Stored data entries
□ □ □ □

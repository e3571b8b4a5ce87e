//! Pagination line renderer.

use crate::ui::helpers::{clip, position_cursor, text_width};
use crate::ui::theme::Theme;
use crate::ui::viewmodel::PaginationInfo;

/// Renders the range summary on the left and page position on the right.
///
/// ```text
///  11 to 20 of 42 employees                     Page 2 of 5 · 10 per page
/// ```
///
/// The right-hand side is dropped when both halves do not fit.
pub fn render_pagination(row: usize, pagination: &PaginationInfo, theme: &Theme, cols: usize) -> usize {
    let left = clip(&format!(" {}", pagination.text), cols);
    let right = format!("{} · {} per page ", pagination.page, pagination.page_size);

    position_cursor(row, 1);
    print!("{}", Theme::fg(&theme.colors.text_dim));
    print!("{left}");

    let used = text_width(&left);
    let right_len = text_width(&right);
    if used + right_len + 1 <= cols {
        print!("{}", " ".repeat(cols - used - right_len));
        print!("{right}");
    } else {
        print!("{}", " ".repeat(cols.saturating_sub(used)));
    }

    print!("{}", Theme::reset());
    row + 1
}
//! Token storage abstraction.
//!
//! [`TokenStore`] stands in for browser local storage: a single optional
//! string that survives plugin restarts. The API client receives one through
//! its constructor and clears it when the server answers `401 Unauthorized`.

use crate::domain::error::Result;

/// Persistence for the bearer token sent to the authenticated endpoint.
///
/// # Implementations
///
/// - [`FileTokenStore`](crate::storage::FileTokenStore): JSON file with atomic writes
/// - [`MemoryTokenStore`](crate::storage::MemoryTokenStore): process-local fallback
pub trait TokenStore {
    /// Returns the stored token, if any.
    ///
    /// # Errors
    ///
    /// Returns an error if the backing store cannot be read.
    fn load(&self) -> Result<Option<String>>;

    /// Replaces the stored token.
    ///
    /// # Errors
    ///
    /// Returns an error if the write fails.
    fn save(&mut self, token: &str) -> Result<()>;

    /// Removes the stored token. Clearing an empty store succeeds.
    ///
    /// # Errors
    ///
    /// Returns an error if the write fails.
    fn clear(&mut self) -> Result<()>;
}
//! Token store implementations.
//!
//! [`FileTokenStore`] keeps the token in a small versioned JSON document and
//! writes it atomically (write-to-temp + rename) so a crash never leaves a
//! truncated file behind.
//!
//! # File Format
//!
//! ```json
//! {
//!   "version": 1,
//!   "token": "eyJhbGciOi..."
//! }
//! ```

use crate::domain::error::{Result, RosterError};
use crate::storage::backend::TokenStore;
use serde::{Deserialize, Serialize};
use std::path::{Path, PathBuf};

#[derive(Debug, Clone, Serialize, Deserialize)]
struct TokenFile {
    version: u32,
    #[serde(default)]
    token: Option<String>,
}

impl Default for TokenFile {
    fn default() -> Self {
        Self {
            version: 1,
            token: None,
        }
    }
}

/// JSON file token store.
///
/// The token is cached in memory after the initial load; every mutation is
/// persisted immediately.
#[derive(Debug)]
pub struct FileTokenStore {
    file_path: PathBuf,
    data: TokenFile,
}

impl FileTokenStore {
    /// Opens or creates a token store at `file_path`.
    ///
    /// Parent directories are created automatically. A missing file is an
    /// empty store.
    ///
    /// # Errors
    ///
    /// Returns an error if the parent directory cannot be created or an
    /// existing file cannot be read or parsed.
    ///
    /// # Examples
    ///
    /// ```no_run
    /// use zroster::storage::{FileTokenStore, TokenStore};
    /// use std::path::PathBuf;
    ///
    /// let store = FileTokenStore::new(PathBuf::from("/tmp/zroster/token.json"))?;
    /// let token = store.load()?;
    /// # Ok::<(), zroster::RosterError>(())
    /// ```
    pub fn new(file_path: PathBuf) -> Result<Self> {
        tracing::debug!(path = ?file_path, "opening token store");

        if let Some(parent) = file_path.parent() {
            std::fs::create_dir_all(parent)?;
        }

        let data = if file_path.exists() {
            Self::read(&file_path)?
        } else {
            TokenFile::default()
        };

        tracing::debug!(has_token = data.token.is_some(), "token store opened");
        Ok(Self { file_path, data })
    }

    fn read(path: &Path) -> Result<TokenFile> {
        let contents = std::fs::read_to_string(path)?;
        serde_json::from_str(&contents)
            .map_err(|e| RosterError::Storage(format!("failed to parse token file: {e}")))
    }

    fn write(&self) -> Result<()> {
        let json = serde_json::to_string_pretty(&self.data)?;
        let tmp_path = self.file_path.with_extension("tmp");

        tracing::trace!(tmp_path = ?tmp_path, "writing token file");
        std::fs::write(&tmp_path, json)?;
        std::fs::rename(&tmp_path, &self.file_path)?;
        Ok(())
    }
}

impl TokenStore for FileTokenStore {
    fn load(&self) -> Result<Option<String>> {
        Ok(self.data.token.clone())
    }

    fn save(&mut self, token: &str) -> Result<()> {
        let _span = tracing::debug_span!("token_store_save").entered();
        self.data.token = Some(token.to_string());
        self.write()
    }

    fn clear(&mut self) -> Result<()> {
        let _span = tracing::debug_span!("token_store_clear").entered();
        if self.data.token.is_none() {
            return Ok(());
        }
        self.data.token = None;
        self.write()
    }
}

/// Token store that lives only as long as the plugin instance.
///
/// Used when the data directory is not writable.
#[derive(Debug, Default, Clone)]
pub struct MemoryTokenStore {
    token: Option<String>,
}

impl MemoryTokenStore {
    #[must_use]
    pub const fn new(token: Option<String>) -> Self {
        Self { token }
    }
}

impl TokenStore for MemoryTokenStore {
    fn load(&self) -> Result<Option<String>> {
        Ok(self.token.clone())
    }

    fn save(&mut self, token: &str) -> Result<()> {
        self.token = Some(token.to_string());
        Ok(())
    }

    fn clear(&mut self) -> Result<()> {
        self.token = None;
        Ok(())
    }
}

#[cfg(test)]
mod tests {
    use super::*;

    #[test]
    fn missing_file_is_empty_store() {
        let dir = tempfile::tempdir().unwrap();
        let store = FileTokenStore::new(dir.path().join("nested").join("token.json")).unwrap();

        assert_eq!(store.load().unwrap(), None);
    }

    #[test]
    fn token_survives_reopen() {
        let dir = tempfile::tempdir().unwrap();
        let path = dir.path().join("token.json");

        let mut store = FileTokenStore::new(path.clone()).unwrap();
        store.save("secret-token").unwrap();
        drop(store);

        let reopened = FileTokenStore::new(path.clone()).unwrap();
        assert_eq!(reopened.load().unwrap().as_deref(), Some("secret-token"));
        assert!(!path.with_extension("tmp").exists());
    }

    #[test]
    fn clear_removes_token_from_disk() {
        let dir = tempfile::tempdir().unwrap();
        let path = dir.path().join("token.json");

        let mut store = FileTokenStore::new(path.clone()).unwrap();
        store.save("secret-token").unwrap();
        store.clear().unwrap();

        let reopened = FileTokenStore::new(path).unwrap();
        assert_eq!(reopened.load().unwrap(), None);
    }

    #[test]
    fn corrupt_file_is_a_storage_error() {
        let dir = tempfile::tempdir().unwrap();
        let path = dir.path().join("token.json");
        std::fs::write(&path, "not json").unwrap();

        let err = FileTokenStore::new(path).unwrap_err();
        assert!(matches!(err, RosterError::Storage(_)));
    }

    #[test]
    fn memory_store_round_trips() {
        let mut store = MemoryTokenStore::default();
        store.save("abc").unwrap();
        assert_eq!(store.load().unwrap().as_deref(), Some("abc"));
        store.clear().unwrap();
        assert_eq!(store.load().unwrap(), None);
    }
}
//! Application layer coordinating state, events, and actions.
//!
//! Sits between the plugin runtime (`main.rs`) and the table, HTTP and
//! notification layers.
//!
//! ```text
//! Key / Timer / WebRequestResult → Event → handle_event → State Mutations → Actions
//!                                                ↑                            ↓
//!                                                └──── web_request results ───┘
//! ```
//!
//! # Modules
//!
//! - [`actions`]: Side effect commands emitted by the event handler
//! - [`form`]: Add/edit employee form with validation
//! - [`handler`]: Event processing and state transitions
//! - [`modes`]: Input mode state machine types
//! - [`state`]: Central application state and view model computation

pub mod actions;
pub mod form;
pub mod handler;
pub mod modes;
pub mod state;

pub use actions::Action;
pub use form::{EmployeeForm, Field, FormMode};
pub use handler::{handle_event, Event};
pub use modes::{InputMode, PendingDelete, SearchFocus};
pub use state::AppState;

□ □ □ □

Your objective =
Give the number of lines in the data that contain "writes", with no other words.

Exercise response =
2